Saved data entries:

// crates/tenant-policy-core/src/runtime/store.rs
// ============================================================================
// Module: Tenant Policy In-Memory Backends
// Description: In-memory directories and property store.
// Purpose: Provide deterministic collaborators for tests and standalone use.
// Dependencies: crate::{core, interfaces}
// ============================================================================

//! ## Overview
//! In-memory implementations of the directory and property store traits.
//! Each backend clones cheaply and shares state, so tests can mutate the
//! directory (rename, remove) while a store holds another handle to it.

// ============================================================================
// SECTION: Imports
// ============================================================================

use std::collections::BTreeMap;
use std::sync::Arc;
use std::sync::Mutex;

use crate::core::Domain;
use crate::core::Environment;
use crate::core::EnvironmentId;
use crate::core::EnvironmentName;
use crate::core::PropertyKey;
use crate::core::Tenant;
use crate::core::TenantId;
use crate::interfaces::DirectoryError;
use crate::interfaces::EnvironmentDirectory;
use crate::interfaces::ListedProperty;
use crate::interfaces::PropertyStore;
use crate::interfaces::PropertyStoreError;
use crate::interfaces::StoredProperty;
use crate::interfaces::TenantDirectory;

// ============================================================================
// SECTION: Environment Directory
// ============================================================================

/// In-memory environment directory.
#[derive(Debug, Default, Clone)]
pub struct InMemoryEnvironmentDirectory {
    /// Environments keyed by tenant and domain, in insertion order.
    environments: Arc<Mutex<BTreeMap<(TenantId, Domain), Vec<Environment>>>>,
}

impl InMemoryEnvironmentDirectory {
    /// Creates an empty directory.
    #[must_use]
    pub fn new() -> Self {
        Self::default()
    }

    /// Creates a directory seeded with environments.
    ///
    /// # Errors
    ///
    /// Returns [`DirectoryError::Unavailable`] when an entry collides with an
    /// existing id or name.
    pub fn with_environments(
        entries: impl IntoIterator<Item = Environment>,
    ) -> Result<Self, DirectoryError> {
        let directory = Self::new();
        for env in entries {
            directory.insert(env)?;
        }
        Ok(directory)
    }

    /// Adds an environment.
    ///
    /// # Errors
    ///
    /// Returns [`DirectoryError::Unavailable`] when the id or name is already
    /// used in the tenant's domain.
    pub fn insert(&self, env: Environment) -> Result<(), DirectoryError> {
        let mut guard = self.lock()?;
        let entries = guard.entry((env.tenant_id, env.domain)).or_default();
        if entries.iter().any(|existing| existing.id == env.id || existing.name == env.name) {
            return Err(DirectoryError::Unavailable(format!(
                "environment {} ({}) already exists in {}",
                env.name,
                env.id,
                env.domain.as_str()
            )));
        }
        entries.push(env);
        drop(guard);
        Ok(())
    }

    /// Renames an environment. Returns false when the environment is unknown.
    ///
    /// # Errors
    ///
    /// Returns [`DirectoryError::Unavailable`] when the new name is taken.
    pub fn rename(
        &self,
        tenant_id: TenantId,
        domain: Domain,
        id: &EnvironmentId,
        name: EnvironmentName,
    ) -> Result<bool, DirectoryError> {
        let mut guard = self.lock()?;
        let Some(entries) = guard.get_mut(&(tenant_id, domain)) else {
            return Ok(false);
        };
        if entries.iter().any(|env| env.name == name && &env.id != id) {
            return Err(DirectoryError::Unavailable(format!("environment name {name} is taken")));
        }
        let Some(env) = entries.iter_mut().find(|env| &env.id == id) else {
            return Ok(false);
        };
        env.name = name;
        drop(guard);
        Ok(true)
    }

    /// Removes an environment. Returns false when the environment is unknown.
    ///
    /// # Errors
    ///
    /// Returns [`DirectoryError::Unavailable`] when the directory lock is poisoned.
    pub fn remove(
        &self,
        tenant_id: TenantId,
        domain: Domain,
        id: &EnvironmentId,
    ) -> Result<bool, DirectoryError> {
        let mut guard = self.lock()?;
        let Some(entries) = guard.get_mut(&(tenant_id, domain)) else {
            return Ok(false);
        };
        let before = entries.len();
        entries.retain(|env| &env.id != id);
        let removed = entries.len() != before;
        drop(guard);
        Ok(removed)
    }

    /// Locks the environment map.
    fn lock(
        &self,
    ) -> Result<
        std::sync::MutexGuard<'_, BTreeMap<(TenantId, Domain), Vec<Environment>>>,
        DirectoryError,
    > {
        self.environments
            .lock()
            .map_err(|_| DirectoryError::Unavailable("environment directory mutex poisoned".into()))
    }
}

impl EnvironmentDirectory for InMemoryEnvironmentDirectory {
    fn list_environments(
        &self,
        tenant_id: TenantId,
        domain: Domain,
    ) -> Result<Vec<Environment>, DirectoryError> {
        let guard = self.lock()?;
        Ok(guard.get(&(tenant_id, domain)).cloned().unwrap_or_default())
    }
}

// ============================================================================
// SECTION: Tenant Directory
// ============================================================================

/// In-memory tenant directory.
#[derive(Debug, Default, Clone)]
pub struct InMemoryTenantDirectory {
    /// Tenant names keyed by id.
    tenants: Arc<Mutex<BTreeMap<TenantId, String>>>,
}

impl InMemoryTenantDirectory {
    /// Creates a directory seeded with tenants.
    #[must_use]
    pub fn with_tenants(tenants: impl IntoIterator<Item = Tenant>) -> Self {
        Self {
            tenants: Arc::new(Mutex::new(
                tenants.into_iter().map(|tenant| (tenant.id, tenant.name)).collect(),
            )),
        }
    }

    /// Adds or replaces a tenant.
    ///
    /// # Errors
    ///
    /// Returns [`DirectoryError::Unavailable`] when the directory lock is poisoned.
    pub fn insert(&self, tenant: Tenant) -> Result<(), DirectoryError> {
        self.tenants
            .lock()
            .map_err(|_| DirectoryError::Unavailable("tenant directory mutex poisoned".into()))?
            .insert(tenant.id, tenant.name);
        Ok(())
    }
}

impl TenantDirectory for InMemoryTenantDirectory {
    fn tenant_id_for_name(&self, name: &str) -> Result<TenantId, DirectoryError> {
        let guard = self
            .tenants
            .lock()
            .map_err(|_| DirectoryError::Unavailable("tenant directory mutex poisoned".into()))?;
        guard
            .iter()
            .find(|(_, tenant_name)| tenant_name.as_str() == name)
            .map(|(id, _)| *id)
            .ok_or_else(|| DirectoryError::NotFound(name.to_string()))
    }

    fn tenant_name_for_id(&self, tenant_id: TenantId) -> Result<String, DirectoryError> {
        let guard = self
            .tenants
            .lock()
            .map_err(|_| DirectoryError::Unavailable("tenant directory mutex poisoned".into()))?;
        guard
            .get(&tenant_id)
            .cloned()
            .ok_or_else(|| DirectoryError::NotFound(tenant_id.to_string()))
    }
}

// ============================================================================
// SECTION: Property Store
// ============================================================================

/// In-memory property store.
#[derive(Debug, Default, Clone)]
pub struct InMemoryPropertyStore {
    /// Records keyed by tenant and property key.
    records: Arc<Mutex<BTreeMap<(TenantId, PropertyKey), StoredProperty>>>,
}

impl InMemoryPropertyStore {
    /// Creates an empty property store.
    #[must_use]
    pub fn new() -> Self {
        Self::default()
    }
}

impl PropertyStore for InMemoryPropertyStore {
    fn read_property(
        &self,
        tenant_id: TenantId,
        key: &PropertyKey,
    ) -> Result<Option<StoredProperty>, PropertyStoreError> {
        let guard = self
            .records
            .lock()
            .map_err(|_| PropertyStoreError::Store("property store mutex poisoned".to_string()))?;
        Ok(guard.get(&(tenant_id, key.clone())).cloned())
    }

    fn write_property(
        &self,
        tenant_id: TenantId,
        property: &StoredProperty,
    ) -> Result<(), PropertyStoreError> {
        self.records
            .lock()
            .map_err(|_| PropertyStoreError::Store("property store mutex poisoned".to_string()))?
            .insert((tenant_id, property.key.clone()), property.clone());
        Ok(())
    }

    fn list_properties(
        &self,
        tenant_id: TenantId,
    ) -> Result<Vec<ListedProperty>, PropertyStoreError> {
        let guard = self
            .records
            .lock()
            .map_err(|_| PropertyStoreError::Store("property store mutex poisoned".to_string()))?;
        Ok(guard
            .iter()
            .filter(|((tenant, _), _)| *tenant == tenant_id)
            .map(|(_, record)| ListedProperty::verified(record.clone()))
            .collect())
    }
}
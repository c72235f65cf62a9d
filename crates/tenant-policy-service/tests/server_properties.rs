// crates/tenant-policy-service/tests/server_properties.rs
// ============================================================================
// Module: Server Property Snapshot Tests
// Description: Filtering, masking, wrapping, and refresh of server properties.
// Purpose: Ensure credentials and paths never appear in the listing.
// Dependencies: tenant-policy-service, proptest
// ============================================================================
//! ## Overview
//! Snapshot rules: prefix filter, key exclusions, value masking, wrapping at
//! 125 columns, first occurrence wins, sorted output. Listing is gated on the
//! management capability.

#![allow(
    clippy::panic,
    clippy::unwrap_used,
    clippy::expect_used,
    clippy::use_debug,
    reason = "Test-only output and panic-based assertions are permitted."
)]

mod common;

use std::sync::Arc;
use std::thread;

use proptest::prelude::*;
use tenant_policy_core::Principal;
use tenant_policy_service::MASKED_VALUE;
use tenant_policy_service::ServerPropertyHandle;
use tenant_policy_service::ServerPropertySnapshot;
use tenant_policy_service::WRAP_WIDTH;

use crate::common::admin;
use crate::common::fixture;

fn prefixes() -> Vec<String> {
    vec!["spring.".to_string(), "governance.".to_string()]
}

#[test]
fn only_allowed_prefixes_are_listed() {
    let snapshot = ServerPropertySnapshot::build(
        &prefixes(),
        [("spring.application.name", "gov"), ("java.home", "/usr"), ("governance.port", "9097")],
    );
    let keys: Vec<&str> = snapshot.entries().iter().map(|entry| entry.key.as_str()).collect();
    assert_eq!(keys, vec!["governance.port", "spring.application.name"]);
}

#[test]
fn sensitive_keys_are_excluded() {
    let snapshot = ServerPropertySnapshot::build(
        &prefixes(),
        [
            ("spring.ssl.trustStorePath", "/etc/ssl"),
            ("governance.aws.secretkey", "abc"),
            ("spring.datasource.password", "pw"),
            ("spring.datasource.username", "sa"),
        ],
    );
    assert!(snapshot.entries().is_empty());
}

#[test]
fn credential_like_values_are_masked() {
    let snapshot = ServerPropertySnapshot::build(
        &prefixes(),
        [
            ("governance.license.key", "LIC-123"),
            ("governance.db.pwd", "pw"),
            ("governance.ssl.cert", "pem"),
            ("governance.client.secret", "s3cr3t"),
            ("governance.mail.host", "smtp"),
        ],
    );
    for key in [
        "governance.license.key",
        "governance.db.pwd",
        "governance.ssl.cert",
        "governance.client.secret",
    ] {
        assert_eq!(snapshot.get(key), Some(MASKED_VALUE), "{key}");
    }
    assert_eq!(snapshot.get("governance.mail.host"), Some("smtp"));
}

#[test]
fn first_occurrence_wins() {
    let snapshot = ServerPropertySnapshot::build(
        &prefixes(),
        [("spring.profile", "first"), ("spring.profile", "second")],
    );
    assert_eq!(snapshot.entries().len(), 1);
    assert_eq!(snapshot.get("spring.profile"), Some("first"));
}

#[test]
fn long_values_are_wrapped() {
    let words = vec!["word"; 60].join(" ");
    let snapshot = ServerPropertySnapshot::build(&prefixes(), [("spring.banner", words.as_str())]);
    let value = snapshot.get("spring.banner").unwrap();
    assert!(value.contains('\n'));
    assert!(value.lines().all(|line| line.chars().count() <= WRAP_WIDTH));
    assert_eq!(value.replace('\n', " "), words);
}

#[test]
fn listing_requires_capability() {
    let fixture = fixture();
    assert!(fixture.service.get_server_properties(&Principal::new("mallory")).is_empty());
    let listed = fixture.service.get_server_properties(&admin());
    assert_eq!(listed.len(), 2);
    assert_eq!(listed[0].key, "server.port");
    assert_eq!(listed[0].value, "8080");
    assert_eq!(listed[1].key, "server.ssl.cert");
    assert_eq!(listed[1].value, MASKED_VALUE);
}

#[test]
fn refresh_replaces_snapshot_for_all_readers() {
    let handle = Arc::new(ServerPropertyHandle::new(ServerPropertySnapshot::build(
        &prefixes(),
        [("spring.mode", "old")],
    )));
    let before = handle.current();
    handle.refresh(ServerPropertySnapshot::build(&prefixes(), [("spring.mode", "new")]));
    assert_eq!(before.get("spring.mode"), Some("old"));

    let readers: Vec<_> = (0 .. 4)
        .map(|_| {
            let handle = Arc::clone(&handle);
            thread::spawn(move || handle.current().get("spring.mode").map(str::to_string))
        })
        .collect();
    for reader in readers {
        assert_eq!(reader.join().unwrap().as_deref(), Some("new"));
    }
}

proptest! {
    #[test]
    fn unbroken_values_split_into_full_lines(value in "[a-z]{0,400}") {
        let snapshot =
            ServerPropertySnapshot::build(&prefixes(), [("spring.value", value.as_str())]);
        let wrapped = snapshot.get("spring.value").unwrap();
        prop_assert_eq!(wrapped.replace('\n', ""), value.clone());
        let lines: Vec<&str> = wrapped.split('\n').collect();
        for line in &lines[.. lines.len() - 1] {
            prop_assert_eq!(line.chars().count(), WRAP_WIDTH);
        }
    }
}
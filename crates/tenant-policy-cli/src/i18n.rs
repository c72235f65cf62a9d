// crates/tenant-policy-cli/src/i18n.rs
// ============================================================================
// Module: CLI Message Catalog
// Description: Message catalog and placeholder substitution for the CLI.
// Purpose: Centralize user-facing strings emitted by the CLI.
// Dependencies: Standard library collections.
// ============================================================================

//! ## Overview
//! User-facing strings live in a static catalog keyed by dotted names. All
//! runtime output is formatted through the [`t!`](crate::t) macro.
//!
//! ## Invariants
//! - The catalog is built once and read-only thereafter.
//! - Missing keys fall back to the key itself.

// ============================================================================
// SECTION: Imports
// ============================================================================

use std::collections::HashMap;
use std::sync::OnceLock;

// ============================================================================
// SECTION: Types
// ============================================================================

/// A named message argument captured by the [`macro@crate::t`] macro.
#[derive(Clone)]
pub struct MessageArg {
    /// Placeholder name in the template (e.g., `"path"`).
    pub key: &'static str,
    /// Formatted value substituted for the placeholder.
    pub value: String,
}

impl MessageArg {
    /// Constructs a new [`MessageArg`].
    pub fn new(key: &'static str, value: impl Into<String>) -> Self {
        Self {
            key,
            value: value.into(),
        }
    }
}

// ============================================================================
// SECTION: Catalog
// ============================================================================

/// Static catalog entries.
const CATALOG_ITEMS: &[(&str, &str)] = &[
    ("main.version", "tenant-policy {version}"),
    ("output.stream.stdout", "stdout"),
    ("output.stream.stderr", "stderr"),
    ("output.stream.unknown", "output"),
    ("output.write_failed", "Failed to write to {stream}: {error}"),
    ("output.serialize_failed", "Failed to serialize output: {error}"),
    ("config.load_failed", "Failed to load config: {error}"),
    ("config.validate.ok", "Config valid."),
    ("service.init_failed", "Failed to initialize service: {error}"),
    ("principal.unknown", "Principal {subject} is not configured."),
    ("show.failed", "Failed to list configuration for tenant {tenant}: {error}"),
    ("update.value.missing", "Provide exactly one of --value or --value-file."),
    ("update.value.read_failed", "Failed to read value file at {path}: {error}"),
    (
        "update.value.too_large",
        "Refusing to read value file at {path} because it is {size} bytes (limit {limit}).",
    ),
    ("update.value.not_utf8", "Value file at {path} is not valid UTF-8."),
];

// ============================================================================
// SECTION: Translation
// ============================================================================

/// Formats the catalog entry for `key`, substituting `args`.
#[must_use]
pub fn translate(key: &str, args: Vec<MessageArg>) -> String {
    let template = catalog().get(key).copied().unwrap_or(key);
    let mut result = template.to_string();
    for arg in args {
        let placeholder = format!("{{{}}}", arg.key);
        result = result.replace(&placeholder, &arg.value);
    }
    result
}

/// Returns the static catalog.
fn catalog() -> &'static HashMap<&'static str, &'static str> {
    static CATALOG: OnceLock<HashMap<&'static str, &'static str>> = OnceLock::new();

    CATALOG.get_or_init(|| CATALOG_ITEMS.iter().copied().collect())
}

// ============================================================================
// SECTION: Macro
// ============================================================================

/// Formats a catalog message from a key and named arguments.
///
/// # Arguments
///
/// - `$key` must match a catalog entry.
/// - Named arguments are substituted into `{placeholder}` positions.
#[macro_export]
macro_rules! t {
    ($key:literal $(, $name:ident = $value:expr )* $(,)?) => {{
        let args = ::std::vec![
            $(
                $crate::i18n::MessageArg::new(stringify!($name), $value.to_string()),
            )*
        ];
        $crate::i18n::translate($key, args)
    }};
}
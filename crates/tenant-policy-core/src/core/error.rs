// crates/tenant-policy-core/src/core/error.rs
// ============================================================================
// Module: Tenant Configuration Errors
// Description: Error taxonomy for resolution, validation, and persistence.
// Purpose: Provide stable, caller-facing failure reasons.
// Dependencies: thiserror
// ============================================================================

//! ## Overview
//! Every failure the configuration engine can report. Display strings are the
//! messages surfaced to administrators, so they name the offending value.

use thiserror::Error;

use crate::core::identifiers::TenantId;

/// Tenant configuration failures.
///
/// # Invariants
/// - Variants are stable for programmatic handling and audit labeling.
#[derive(Debug, Clone, PartialEq, Eq, Error)]
pub enum TenantConfigError {
    /// The configuration names a tenant the directory does not know.
    #[error("unknown tenant: {0}")]
    UnknownTenant(String),
    /// A listed environment does not exist in the matching domain.
    #[error("environment {0} does not exist for this tenant")]
    UnknownResource(String),
    /// A base sync reference does not exist in the matching domain.
    #[error("invalid base sync environment: {0}")]
    InvalidBaseSyncEnvironment(String),
    /// The configuration belongs to a different tenant than the caller.
    #[error("configuration tenant {actual} does not match caller tenant {expected}")]
    TenantMismatch {
        /// Tenant of the caller.
        expected: TenantId,
        /// Tenant named by the configuration.
        actual: TenantId,
    },
    /// Caller lacks the capability or the key is not editable by the tenant.
    #[error("not authorized")]
    NotAuthorized,
    /// The configuration document could not be parsed or serialized.
    #[error("malformed configuration: {0}")]
    MalformedConfiguration(String),
    /// The environment or tenant directory could not be read.
    #[error("directory unavailable: {0}")]
    DirectoryUnavailable(String),
    /// The property store rejected the write or read.
    #[error("persistence failure: {0}")]
    PersistenceFailure(String),
}

impl TenantConfigError {
    /// Returns a stable label for audit events.
    #[must_use]
    pub const fn kind(&self) -> &'static str {
        match self {
            Self::UnknownTenant(_) => "unknown_tenant",
            Self::UnknownResource(_) => "unknown_resource",
            Self::InvalidBaseSyncEnvironment(_) => "invalid_base_sync_environment",
            Self::TenantMismatch {
                ..
            } => "tenant_mismatch",
            Self::NotAuthorized => "not_authorized",
            Self::MalformedConfiguration(_) => "malformed_configuration",
            Self::DirectoryUnavailable(_) => "directory_unavailable",
            Self::PersistenceFailure(_) => "persistence_failure",
        }
    }

    /// Returns true when the failure is caused by caller input and should be
    /// surfaced verbatim.
    #[must_use]
    pub const fn is_caller_error(&self) -> bool {
        !matches!(self, Self::DirectoryUnavailable(_) | Self::PersistenceFailure(_))
    }
}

▶ **Work instruction**
Go through the records above and copy each line where "keyed" is found.

▶ **Task solution**
    /// Environments keyed by tenant and domain, in insertion order.
    /// Tenant names keyed by id.
    /// Records keyed by tenant and property key.
//! User-facing strings live in a static catalog keyed by dotted names. All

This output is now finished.